This paper is a critical review of the article “value and need as organizing factors in perception”, which was written by Bruner, J and Goodman, C. in 1947. The article was published as the 42nd volume of the Journal of Abnormal and Social Psychology. The critical analysis is founded on pages 33–44.
It is worth pointing out that what an individual sees (perception) is determined by several factors. These include the nervous system, stimulus, personal values, and needs. It is worth elaborating some of the technical terms used in the article.
Equivocality refers to the ambiguity linked to stimulus. Behavioral determinants refer to spontaneous processing, which results from people’s preceding familiarities and the current state.

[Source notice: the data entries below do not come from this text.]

use picocontainer::container::ContainerBuilder;
use picocontainer::injection::ComponentRegistration;
use picocontainer::instance_provider::ComponentInstancePtr;
use picocontainer::{component_alias, injectable, Component};

// this is a trait we would like to use in our component
#[injectable]
trait TestTrait {
    fn foo(&self);
}

// this is a dependency which implements the above trait and also is an injectable component
#[derive(Component)]
struct TestDependency;

// TestDependency can be cast to dyn TestTrait
#[component_alias]
impl TestTrait for TestDependency {
    fn foo(&self) {
        println!("Hello world!");
    }
}

// this is another component, but with a dependency
#[derive(Component)]
struct TestComponent {
    // the container will inject whichever component is registered as dyn TestTrait
    dependency: ComponentInstancePtr<dyn TestTrait + Send + Sync>,
    // alternatively, you can inject the concrete type
    // dependency: ComponentInstancePtr<TestDependency>,
}

impl TestComponent {
    fn call_foo(&self) {
        self.dependency.foo();
    }
}

// note: for the sake of simplicity, errors are unwrapped, rather than gracefully handled
fn main() {
    // caching makes the container hand out the same instance on every request
    let container = ContainerBuilder::new().with_caching().build();

    // components need to be registered before they can be resolved; aliases are published
    // explicitly
    container
        .register(ComponentRegistration::<TestDependency>::component().alias::<dyn TestTrait + Send + Sync>())
        .expect("error registering TestDependency")
        .add_component::<TestComponent>()
        .expect("error registering TestComponent");

    let component = container
        .component::<TestComponent>()
        .expect("error creating TestComponent");

    // prints "Hello world!"
    component.call_foo();
}
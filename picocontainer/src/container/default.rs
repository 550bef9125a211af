use crate::adapter::{chain_descriptor, same_adapter, ComponentAdapterPtr, InstanceAdapter};
use crate::behavior::BehaviorFactoryPtr;
use crate::characteristics::{Characteristic, Characteristics};
use crate::component::Component;
use crate::container::{
    next_container_id, select_candidate, Container, ContainerBuilder, ContainerInstanceProvider,
    ContainerPtr, ResolutionStack,
};
use crate::definition::ComponentDefinition;
use crate::error::{ComponentInstanceProviderError, ContainerError};
use crate::injection::ComponentRegistration;
use crate::instance_provider::{
    cast, CastFunction, ComponentInstanceAnyPtr, ComponentInstanceProvider, ComponentInstancePtr,
    ErrorPtr, TypedComponentInstanceProvider,
};
use crate::key::{ComponentKey, TypeInfo};
use crate::lifecycle::{LifecycleState, LifecycleStrategyPtr};
use crate::monitor::{ComponentMonitorPtr, MonitorHandle};
use crate::sync::lock;
use crate::visitor::{traverse, ContainerVisitor, VerifyingVisitor};
use fxhash::{FxHashMap, FxHashSet};
use std::any::Any;
use std::sync::{Arc, Mutex, MutexGuard, Weak};
use tracing::{debug, info, warn};

#[derive(Default)]
struct ContainerState {
    adapters: Vec<ComponentAdapterPtr>,
    keys: FxHashMap<ComponentKey, ComponentAdapterPtr>,
    // adapters in the order their instances were first created
    ordered: Vec<ComponentAdapterPtr>,
    children: Vec<Weak<DefaultContainer>>,
    started_children: FxHashSet<u64>,
    lifecycle: LifecycleState,
    characteristics: Characteristics,
}

/// Parts a [DefaultContainer] is built from.
pub(crate) struct ContainerParts {
    pub(crate) name: Option<String>,
    pub(crate) parent: Option<ContainerPtr>,
    pub(crate) behavior_factory: BehaviorFactoryPtr,
    pub(crate) lifecycle_strategy: LifecycleStrategyPtr,
    pub(crate) monitor: ComponentMonitorPtr,
    pub(crate) characteristics: Characteristics,
}

/// Standard mutable container. Registration, lookup and lifecycle operations take `&self`, so a
/// container can be shared between threads, usually wrapped in an [Arc].
///
/// Components instantiated by the container are started in instantiation order (dependencies
/// first) and stopped and disposed in the reverse order. Child containers are started after and
/// stopped before their parent's components.
pub struct DefaultContainer {
    id: u64,
    name: String,
    parent: Option<ContainerPtr>,
    behavior_factory: BehaviorFactoryPtr,
    lifecycle_strategy: LifecycleStrategyPtr,
    monitor: MonitorHandle,
    state: Mutex<ContainerState>,
}

impl Default for DefaultContainer {
    fn default() -> Self {
        Self::new()
    }
}
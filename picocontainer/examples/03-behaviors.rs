// note: this example assumes you've analyzed the previous ones

use picocontainer::adapter::chain_descriptor;
use picocontainer::characteristics::Characteristic;
use picocontainer::container::{Container, ContainerBuilder};
use picocontainer::injection::ComponentRegistration;
use picocontainer::instance_provider::{ComponentInstancePtr, ErrorPtr};
use picocontainer::key::TypeInfo;
use picocontainer::{component_alias, injectable, Component};
use std::sync::atomic::{AtomicUsize, Ordering};

static CREATED: AtomicUsize = AtomicUsize::new(0);

#[injectable]
trait Counter {
    fn created(&self) -> usize;
}

#[derive(Component)]
#[component(constructor = "CountingComponent::new")]
struct CountingComponent;

impl CountingComponent {
    fn new() -> Result<Self, ErrorPtr> {
        CREATED.fetch_add(1, Ordering::SeqCst);
        Ok(Self)
    }
}

#[component_alias]
impl Counter for CountingComponent {
    fn created(&self) -> usize {
        CREATED.load(Ordering::SeqCst)
    }
}

#[derive(Component)]
struct Client {
    counter: ComponentInstancePtr<dyn Counter + Send + Sync>,
}

fn main() {
    // behaviors decorate component adapters; without explicit configuration, caching is opt-in
    // via the Cache characteristic
    let container = ContainerBuilder::new().build();
    container
        .register(
            ComponentRegistration::<CountingComponent>::component()
                .alias::<dyn Counter + Send + Sync>()
                .with_characteristic(Characteristic::Cache),
        )
        .expect("error registering CountingComponent")
        .add_component::<Client>()
        .expect("error registering Client");

    for _ in 0..3 {
        container.component::<Client>().expect("error creating Client");
    }

    // prints "1", since the counter was cached and Client wasn't
    println!("{}", container.component::<Client>().expect("error creating Client").counter.created());

    // behaviors can be stacked; the first added is the outermost one
    let container = ContainerBuilder::new()
        .with_hidden_implementations()
        .with_caching()
        .with_locking()
        .build();
    container
        .register(ComponentRegistration::<CountingComponent>::component().alias::<dyn Counter + Send + Sync>())
        .expect("error registering CountingComponent");

    // hidden implementations are only available via their aliases
    // prints "true"
    println!("{}", container.component::<CountingComponent>().is_err());

    let adapter = container
        .find_adapter_for_type(TypeInfo::of::<dyn Counter + Send + Sync>(), None)
        .expect("error selecting adapter")
        .expect("missing adapter");

    // prints the decoration chain, e.g. "Hidden:Cached+Lifecycle:Locked:ConstructorInjector-..."
    println!("{}", chain_descriptor(adapter.as_ref()));
}
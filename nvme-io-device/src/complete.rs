//! Callback-to-future utilities.
//!
//! Request completion is reported through callbacks. This module turns
//! those into futures with oneshot channels.
//!
//! # Pattern
//!
//! 1. Create a completion pair with [`completion()`]
//! 2. Move the sender into the request callback
//! 3. In the callback, send the result
//! 4. Await the receiver (or drive it with [`block_on`])

use std::future::Future;
use std::pin::{Pin, pin};
use std::sync::Arc;
use std::task::{Context, Poll, Wake, Waker};

use futures_channel::oneshot;

use crate::error::{Error, Result};

/// Sender half of a completion pair.
pub struct CompletionSender<T> {
    tx: oneshot::Sender<Result<T>>,
}

impl<T> CompletionSender<T> {
    /// Send a result.
    pub fn complete(self, result: Result<T>) {
        // Ignore send error - receiver may have been dropped
        let _ = self.tx.send(result);
    }
}

/// Receiver half of a completion pair.
///
/// Implements `Future` - await this to get the result. Resolves to
/// [`Error::Cancelled`] if the sender is dropped without sending.
pub struct CompletionReceiver<T> {
    rx: oneshot::Receiver<Result<T>>,
}

impl<T> CompletionReceiver<T> {
    /// Take the result if it has arrived.
    pub fn try_recv(&mut self) -> Option<Result<T>> {
        match self.rx.try_recv() {
            Ok(Some(result)) => Some(result),
            Ok(None) => None,
            Err(_) => Some(Err(Error::Cancelled)),
        }
    }
}

impl<T> Future for CompletionReceiver<T> {
    type Output = Result<T>;

    fn poll(mut self: Pin<&mut Self>, cx: &mut Context<'_>) -> Poll<Self::Output> {
        match Pin::new(&mut self.rx).poll(cx) {
            Poll::Ready(Ok(result)) => Poll::Ready(result),
            Poll::Ready(Err(_)) => Poll::Ready(Err(Error::Cancelled)),
            Poll::Pending => Poll::Pending,
        }
    }
}

/// Create a completion sender/receiver pair.
pub fn completion<T>() -> (CompletionSender<T>, CompletionReceiver<T>) {
    let (tx, rx) = oneshot::channel();
    (CompletionSender { tx }, CompletionReceiver { rx })
}

/// A simple waker that does nothing - we poll manually.
struct NoopWaker;

impl Wake for NoopWaker {
    fn wake(self: Arc<Self>) {}
}

/// Block on a future, running `idle` while it is pending.
///
/// With a caller-polled device, completions are only delivered when the
/// device is polled, so `idle` is where that happens. With a background
/// poller `idle` can simply yield.
///
/// # Example
///
/// ```
/// use nvme_io_device::complete::block_on;
/// use nvme_io_device::nvme::{MemoryController, MemoryDriver, TransportId};
/// use nvme_io_device::{DeviceOpts, EnvOpts, Registry};
///
/// # fn main() -> nvme_io_device::Result<()> {
/// # let ctrlr = MemoryController::builder(TransportId::pcie("0000:00:04.0")?)
/// #     .namespace(1, 512, 64)
/// #     .build();
/// # let registry = Registry::probe(&MemoryDriver::new().with_controller(ctrlr), &EnvOpts::default())?;
/// let mut device = registry.create_device(1, DeviceOpts::default())?;
///
/// let rx = device.read_async(0, 512)?;
/// let data = block_on(rx, || {
///     device.poll(0).unwrap();
/// })?;
/// assert_eq!(data.len(), 512);
/// # Ok(())
/// # }
/// ```
pub fn block_on<F, I>(future: F, mut idle: I) -> F::Output
where
    F: Future,
    I: FnMut(),
{
    let waker = Waker::from(Arc::new(NoopWaker));
    let mut cx = Context::from_waker(&waker);
    let mut future = pin!(future);

    loop {
        match future.as_mut().poll(&mut cx) {
            Poll::Ready(result) => return result,
            Poll::Pending => idle(),
        }
    }
}

#[cfg(test)]
mod tests {
    use super::*;

    #[test]
    fn test_completion_success() {
        let (tx, rx) = completion::<i32>();
        tx.complete(Ok(42));

        // Use noop waker to poll the future
        let waker = futures_task::noop_waker();
        let mut cx = Context::from_waker(&waker);

        let mut rx = rx;
        match Pin::new(&mut rx).poll(&mut cx) {
            Poll::Ready(Ok(v)) => assert_eq!(v, 42),
            other => panic!("unexpected: {:?}", other),
        }
    }

    #[test]
    fn test_completion_error() {
        let (tx, rx) = completion::<()>();
        tx.complete(Err(Error::Nvme { sct: 2, sc: 0x81 }));

        let waker = futures_task::noop_waker();
        let mut cx = Context::from_waker(&waker);

        let mut rx = rx;
        match Pin::new(&mut rx).poll(&mut cx) {
            Poll::Ready(Err(Error::Nvme { sct: 2, sc: 0x81 })) => {}
            other => panic!("unexpected: {:?}", other),
        }
    }

    #[test]
    fn test_dropped_sender_cancels() {
        let (tx, mut rx) = completion::<u32>();
        assert!(rx.try_recv().is_none());
        drop(tx);
        assert!(matches!(rx.try_recv(), Some(Err(Error::Cancelled))));
    }

    #[test]
    fn test_block_on_runs_idle_until_ready() {
        let (tx, rx) = completion::<u32>();
        let mut tx = Some(tx);
        let mut idle_calls = 0;
        let v = block_on(rx, || {
            idle_calls += 1;
            if idle_calls == 3 {
                if let Some(tx) = tx.take() {
                    tx.complete(Ok(7));
                }
            }
        })
        .unwrap();
        assert_eq!(v, 7);
        assert_eq!(idle_calls, 3);
    }
}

On the other hand, the terms autochthonous determinants refer to automatic processing, which is similar in all human beings since their elementary brain design is the same.
The article focuses on three hypotheses. First, objects that have a greater social value are thought to have advanced organization susceptibility. This is associated with behavioral determinants. In plain English, this implies that valued objects have more perception linked to them. Second, a person may have a superior need for objects that are valued socially.

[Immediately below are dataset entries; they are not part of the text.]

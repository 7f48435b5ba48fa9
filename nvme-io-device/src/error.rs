//! Error types for nvme-io-device
//!
//! Each public operation has its own error enum so callers can match on the
//! failures that operation can actually produce. [`Error`] wraps all of them
//! for code that just wants to propagate with `?`.

use std::io;

/// Result type for nvme-io-device operations
pub type Result<T> = std::result::Result<T, Error>;

/// Crate-wide error type
#[derive(Debug, thiserror::Error)]
pub enum Error {
    /// Registry initialization failed
    #[error(transparent)]
    Init(#[from] InitError),

    /// Namespace registration failed
    #[error(transparent)]
    Registry(#[from] RegistryError),

    /// Device creation failed
    #[error(transparent)]
    Create(#[from] CreateError),

    /// Request submission failed
    #[error(transparent)]
    Submit(#[from] SubmitError),

    /// Poller control or completion draining failed
    #[error(transparent)]
    Poll(#[from] PollError),

    /// Invalid argument provided
    #[error("Invalid argument: {0}")]
    InvalidArgument(String),

    /// DMA allocation failed
    #[error("DMA allocation of {0} bytes failed")]
    DmaAlloc(usize),

    /// Command completed with an NVMe error status
    #[error("NVMe error: sct={sct:#x} sc={sc:#x}")]
    Nvme { sct: u8, sc: u8 },

    /// Operation was cancelled before it reached the hardware
    #[error("Operation cancelled")]
    Cancelled,

    /// A spawned thread panicked
    #[error("Thread panicked")]
    ThreadPanic,

    /// OS error with errno
    #[error("OS error: {0}")]
    Os(i32),
}

impl Error {
    /// Create an OS error from errno
    pub fn from_errno(errno: i32) -> Self {
        Error::Os(errno)
    }

    /// Create from a driver return code (negative errno)
    pub fn from_rc(rc: i32) -> Self {
        if rc < 0 {
            Error::Os(-rc)
        } else {
            Error::Os(rc)
        }
    }
}

/// Errors from [`initialize`](crate::registry::initialize) and
/// [`Registry::probe`](crate::Registry::probe).
#[derive(Debug, thiserror::Error)]
pub enum InitError {
    /// Driver environment setup failed
    #[error("driver environment initialization failed: rc={0}")]
    EnvironmentInit(i32),

    /// Controller enumeration failed
    #[error("controller probe failed: rc={0}")]
    Probe(i32),

    /// A namespace could not be registered
    #[error("namespace registration failed: {0}")]
    Attach(#[source] RegistryError),

    /// Enumeration finished without a single active namespace
    #[error("no NVMe namespace found")]
    NoNamespaceFound,

    /// An earlier initialization attempt failed; the process must restart
    #[error("initialization previously failed")]
    PreviouslyFailed,
}

/// Errors from [`Registry::register_namespace`](crate::Registry::register_namespace).
#[derive(Debug, Clone, PartialEq, Eq, thiserror::Error)]
pub enum RegistryError {
    /// The fixed registry capacity is exhausted
    #[error("too many namespaces, the max number is {max}")]
    RegistryFull { max: usize },

    /// The namespace id is already registered
    #[error("namespace {0} already registered")]
    DuplicateNamespace(u32),

    /// The namespace reports a geometry that cannot address I/O
    #[error("namespace {nsid} has invalid sector size {sector_size}")]
    InvalidGeometry { nsid: u32, sector_size: u32 },
}

/// Errors from [`DeviceHandle::create`](crate::DeviceHandle::create).
#[derive(Debug, Clone, PartialEq, Eq, thiserror::Error)]
pub enum CreateError {
    /// No registered namespace has this id
    #[error("namespace {0} not found")]
    NamespaceNotFound(u32),

    /// The controller could not hand out another I/O queue pair
    #[error("I/O queue pair allocation failed: rc={0}")]
    QueuePairAllocationFailed(i32),
}

/// Errors from request submission. No callback fires when one of these is
/// returned.
#[derive(Debug, Clone, PartialEq, Eq, thiserror::Error)]
pub enum SubmitError {
    /// Length is not a multiple of the namespace sector size
    #[error("I/O size {length} is not sector aligned, sector size is {sector_size}")]
    UnalignedLength { length: u32, sector_size: u32 },

    /// Zero-length request, or one too large to describe in a single command
    #[error("invalid I/O length {length}")]
    InvalidLength { length: usize },

    /// The caller's buffer is shorter than the requested length
    #[error("buffer holds {actual} bytes, request needs {needed}")]
    BufferTooSmall { needed: usize, actual: usize },

    /// The I/O context or its DMA buffer could not be allocated
    #[error("out of memory allocating I/O context")]
    OutOfMemory,

    /// The submission ring is full
    #[error("submission ring is full")]
    QueueFull,

    /// The driver rejected the command synchronously
    #[error("driver rejected command: rc={rc}")]
    Rejected { rc: i32 },

    /// The queue pair was lost with a panicked poller thread
    #[error("queue pair unavailable")]
    QueuePairUnavailable,
}

/// Errors from polling and poller control.
#[derive(Debug, thiserror::Error)]
pub enum PollError {
    /// A poller thread is already attached to this device
    #[error("device is already polling")]
    AlreadyPolling,

    /// The background poller owns the queue pair
    #[error("background poller owns the queue pair")]
    PollerActive,

    /// The poller thread could not be spawned
    #[error("failed to create poller thread: {0}")]
    ThreadCreate(#[source] io::Error),

    /// The poller thread panicked; its queue pair is gone
    #[error("poller thread panicked")]
    PollerPanicked,

    /// Completion processing failed on the queue pair
    #[error("completion processing failed: rc={0}")]
    Qpair(i32),

    /// The queue pair was lost with a panicked poller thread
    #[error("queue pair unavailable")]
    QueuePairUnavailable,
}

In such a case, there is a noticeable mark for behavioral elements’ manoeuvre. Plainly, this implies that children possessing higher needs perceive them as relatively bigger as opposed to children whose needs are less. This was assessed using an experimental group that was separated into two constituent groups. There was the deprived and prosperous group where each had ten children.

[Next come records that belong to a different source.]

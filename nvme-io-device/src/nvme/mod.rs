//! NVMe driver interfaces.
//!
//! The device layer reaches the poll-mode driver only through the traits in
//! this module. [`NvmeController`] and [`NvmeQpair`] wrap trait objects with
//! RAII: a controller is detached and a queue pair freed when dropped.
//!
//! # Architecture
//!
//! ```text
//! ┌────────────────┐
//! │   NvmeDriver   │  ← init_env + probe
//! └───────┬────────┘
//!         │ attach
//!         ▼
//! ┌─────────────────┐
//! │  NvmeController │  ← TransportId (PCI address)
//! └────────┬────────┘
//!          │
//!     ┌────┴────┐
//!     ▼         ▼
//! ┌───────┐ ┌───────┐
//! │  NS1  │ │  NS2  │  ← NvmeNamespace (geometry)
//! └───────┘ └───────┘
//!     │
//!     ▼
//! ┌──────────┐
//! │ NvmeQpair│  ← one per device handle
//! └──────────┘
//! ```
//!
//! [`MemoryDriver`] implements the traits in memory.

mod controller;
mod driver;
mod memory;
mod namespace;
mod opts;
mod qpair;
pub mod status;
mod transport;

pub use controller::NvmeController;
pub use driver::{NvmeControllerOps, NvmeDriver, NvmeQpairOps, Rejected};
pub use memory::{MemoryController, MemoryControllerBuilder, MemoryDriver, MemoryNamespace};
pub use namespace::NvmeNamespace;
pub use opts::NvmeQpairOpts;
pub use qpair::NvmeQpair;
pub use status::{NvmeCompletion, NvmeStatus};
pub use transport::TransportId;
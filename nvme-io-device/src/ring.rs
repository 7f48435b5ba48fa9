//! Submission ring.
//!
//! Bounded multi-producer queue feeding the poller thread. Submitters never
//! block on it: a full ring is reported back immediately.

use std::fmt;

use crossbeam::queue::ArrayQueue;

use crate::context::IoContext;

/// Bounded FIFO of requests waiting to be issued by the poller.
pub struct SubmissionRing {
    name: String,
    queue: ArrayQueue<Box<IoContext>>,
}

impl SubmissionRing {
    /// Create a ring holding up to `capacity` requests (at least one).
    pub fn new(name: impl Into<String>, capacity: usize) -> Self {
        Self {
            name: name.into(),
            queue: ArrayQueue::new(capacity.max(1)),
        }
    }

    pub fn name(&self) -> &str {
        &self.name
    }

    /// Queue a request. A full ring hands the request back.
    pub fn enqueue(&self, io: Box<IoContext>) -> Result<(), Box<IoContext>> {
        self.queue.push(io)
    }

    /// Move up to `max` requests, oldest first, into `out`.
    ///
    /// Returns how many were moved.
    pub fn dequeue_burst(&self, out: &mut Vec<Box<IoContext>>, max: usize) -> usize {
        let mut n = 0;
        while n < max {
            match self.queue.pop() {
                Some(io) => {
                    out.push(io);
                    n += 1;
                }
                None => break,
            }
        }
        n
    }

    pub(crate) fn pop(&self) -> Option<Box<IoContext>> {
        self.queue.pop()
    }

    pub fn len(&self) -> usize {
        self.queue.len()
    }

    pub fn is_empty(&self) -> bool {
        self.queue.is_empty()
    }

    pub fn capacity(&self) -> usize {
        self.queue.capacity()
    }
}

impl fmt::Debug for SubmissionRing {
    fn fmt(&self, f: &mut fmt::Formatter<'_>) -> fmt::Result {
        f.debug_struct("SubmissionRing")
            .field("name", &self.name)
            .field("len", &self.queue.len())
            .field("capacity", &self.queue.capacity())
            .finish()
    }
}

#[cfg(test)]
mod tests {
    use super::*;
    use std::sync::Arc;

    use crate::context::{ContextPool, IoDirection, IoTarget};

    fn context(pool: &Arc<ContextPool>, offset: u64) -> Box<IoContext> {
        let target = IoTarget {
            nsid: 1,
            sector_size: 512,
        };
        pool.alloc(target, IoDirection::Write, offset, 512, None, Box::new(|_| {}))
            .unwrap()
    }

    #[test]
    fn test_full_ring_hands_back() {
        let pool = Arc::new(ContextPool::default());
        let ring = SubmissionRing::new("io_ring0x1", 2);
        ring.enqueue(context(&pool, 0)).unwrap();
        ring.enqueue(context(&pool, 512)).unwrap();

        let rejected = ring.enqueue(context(&pool, 1024)).unwrap_err();
        assert_eq!(rejected.lba(), 2);
        rejected.discard();
        assert_eq!(ring.len(), 2);
    }

    #[test]
    fn test_burst_is_fifo() {
        let pool = Arc::new(ContextPool::default());
        let ring = SubmissionRing::new("io_ring0x2", 8);
        for i in 0..5 {
            ring.enqueue(context(&pool, i * 512)).unwrap();
        }

        let mut out = Vec::new();
        assert_eq!(ring.dequeue_burst(&mut out, 3), 3);
        assert_eq!(ring.dequeue_burst(&mut out, 3), 2);
        assert_eq!(out.iter().map(|io| io.lba()).collect::<Vec<_>>(), vec![0, 1, 2, 3, 4]);
        assert!(ring.is_empty());
    }
}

The ten prosperous children came from Boston’s progressive school. Their parents were professional people and prosperous businessmen. On the other hand, the ten deprived children came from Boston’s slums. This hypothesis was founded on the sensible postulation that children from the poor background had an advanced particular desire for money. This was not the case for children from the prosperous background.
Third, behavioral determinants’ operation is enabled by perceptual equivocality. This is only achieved in cases where equivocality minimises autochthonous determinants’ operation. Moreover, the smooth operation of behavioral determinants should not be minimised.
In plain English, this implies that there is a high likelihood of ambiguous stimuli being influenced by values and needs as opposed to non- ambiguous stimuli (Bruner & Postman, 1947: 304).
As far as the article’s design is concerned, independent groups were used for the first hypothesis, natural independent groups for the second, and repeated measures for the third. In the article, the initials DV refer to the percentage nonconformity from the genuine size. The IVs manipulated in the article’s study include the children’s background, the absence or presence of a coin, and cardboard or actual coin.
The participants in the study included ten years old children who attended progressive school or resided in Boston’s settlement house. Various graphs illustrate the relationship between the controls and experimentals (Bruner, 1946: 241).
Irrespective of the fact that there is a keen emphasis on the segregation of all personality aspects, among them perception, it is extremely difficult to separate them from other aspects (Bruner & Goodman, 1947: 37). This is attributed to the fact that a person is made up of an intricate dynamical system.
There is a principal challenge in comprehending how the perception procedure is impacted on by other synchronized mental functions. This is in addition to how these functions are alternatively affected by perceptual procedures’ operation.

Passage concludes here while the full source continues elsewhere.